John Carter also suffered from addiction and he isn't quite as open about that as you would perhaps like, but it was still interesting and it still added to the story of June. I didn't know that she herself had problems with drugs towards the end of her life. The stories about her last recordings are pretty sad, actually. The part about her death was really sad, too - and then of course Johnny died just a few months later. 

I generally liked the book and I particularly liked John Carter talking about the funny things June used to say and the 'klediments' (treasures) she had in each of their houses. It was cute to hear about how his second wife made him listen to the Carter Family more - his own legacy! It's quite funny. I didn't like that there was quite a lot of fat shaming of his mother towards the end, and I do think that some of the talk of addiction and god was a bit much. But maybe that's because I'm not a believer. I'm giving this four out of five as I did like it for the most part. 

The Christmas Appeal by Janice Hallett - Review

Sunday, December 17, 2023

I got this book - which is a sequel to The Appeal - on Kindle and wanted to read it close to Christmas, as it's about a Christmas pantomime so it's definitely festive! It's a novella, so didn't take me too long to read at all. It's been described as The Appeal 1.5 which makes a lot of sense. If you like that book you would definitely like this, I think, but also if you hadn't read the appeal you would probably understand everything in this book and would still enjoy it. 

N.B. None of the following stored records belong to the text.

// SPDX-License-Identifier: BUSL-1.1
// Copyright (c) 2026 Alfred Jean LLC

//! `mirage-debugd`: the per-user remote debug daemon.

use std::sync::Arc;

use mirage_daemon::env;
use mirage_daemon::lifecycle::{self, Config, LifecycleError, StartupResult};
use mirage_daemon::listener::{ListenCtx, Listener};
use tokio::signal::unix::{signal, SignalKind};
use tokio::sync::Notify;
use tracing::{error, info};
use tracing_subscriber::EnvFilter;

#[tokio::main]
async fn main() {
    if let Err(e) = run().await {
        eprintln!("mirage-debugd: {e}");
        std::process::exit(1);
    }
}

async fn run() -> Result<(), LifecycleError> {
    let config = Config::load()?;
    std::fs::create_dir_all(&config.config_dir)?;

    // Log to file; the daemon runs detached from any terminal
    let appender = tracing_appender::rolling::never(&config.config_dir, "daemon.log");
    let (writer, _guard) = tracing_appender::non_blocking(appender);
    tracing_subscriber::fmt()
        .with_env_filter(EnvFilter::new(env::log_filter()))
        .with_writer(writer)
        .with_ansi(false)
        .init();

    info!(version = env::PROTOCOL_VERSION, dir = %config.config_dir.display(), "Starting daemon");

    let StartupResult { mut daemon, listener } = match lifecycle::startup(&config).await {
        Ok(result) => result,
        Err(e) => {
            error!("Startup failed: {e}");
            return Err(e);
        }
    };

    let shutdown = Arc::new(Notify::new());
    let ctx = Arc::new(ListenCtx {
        orchestrator: Arc::clone(&daemon.orchestrator),
        shutdown: Arc::clone(&shutdown),
        start_time: daemon.start_time,
    });
    tokio::spawn(Listener::new(listener, ctx).run());

    let mut sigterm = signal(SignalKind::terminate())?;
    tokio::select! {
        _ = shutdown.notified() => info!("Shutdown requested"),
        _ = tokio::signal::ctrl_c() => info!("Received SIGINT"),
        _ = sigterm.recv() => info!("Received SIGTERM"),
    }

    daemon.shutdown().await
}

The book is told in emails and text messages, like the first one. We're back with the Fairway Players as in the first book. The Haywards have clearly gone, and the land their house was on is now a fancy new housing estate. There is also a new council housing estate on the other side of town, which not all the Players are happy about. Sarah-Jane and her husband Kevin have been voted the co chairs of the theatre group, but Celia and Joel Halliday wish they were top dogs and Celia has passive aggession down to a fine art. The Walfords - Joyce and her sons, since her husband's death - are still around, as are the Paynes. I actually don't remember too much about the Paynes but it feels like everyone looks down on them because Karen 'only' works in Sainsburys. There are a few other people I recognised, but there's some new players too. There's a youngish single man who joins, and a couple who auditioned for the play but who never turn up. They live in one of the new posh houses and everyone seems to think it's a bit of a coup that they've joined. 

Every time Sarah-Jane sends an email it's immediately followed up by one from Celia, to undermine her. Then Sarah-Jane announces that she's procurred an actual beanstalk for the pantomime, which was last used thirty years ago and at one point by the Players themselves, but which has been in storage. It needs some upkeep, but then there's a rumour that it contains asbestos! The whole thing becomes a bit of a farce at this point, and it all comes to a head on the night of the panto itself, the 23rd of December. 

As in the book before, a KC has sent information about the case to his students, Femi and Charlotte, to see what they think and what conclusion they would come to about the 'crime' - if there is a crime at all. We see their discussions between themselves and with Roger, too. It's interesting, but I'm not sure their discussions really went far enough for me. 

I did enjoy the story but I felt there were too many red herrings and random stuff shoved in, and not really enough resolution. In all I'm giving this three out of five. 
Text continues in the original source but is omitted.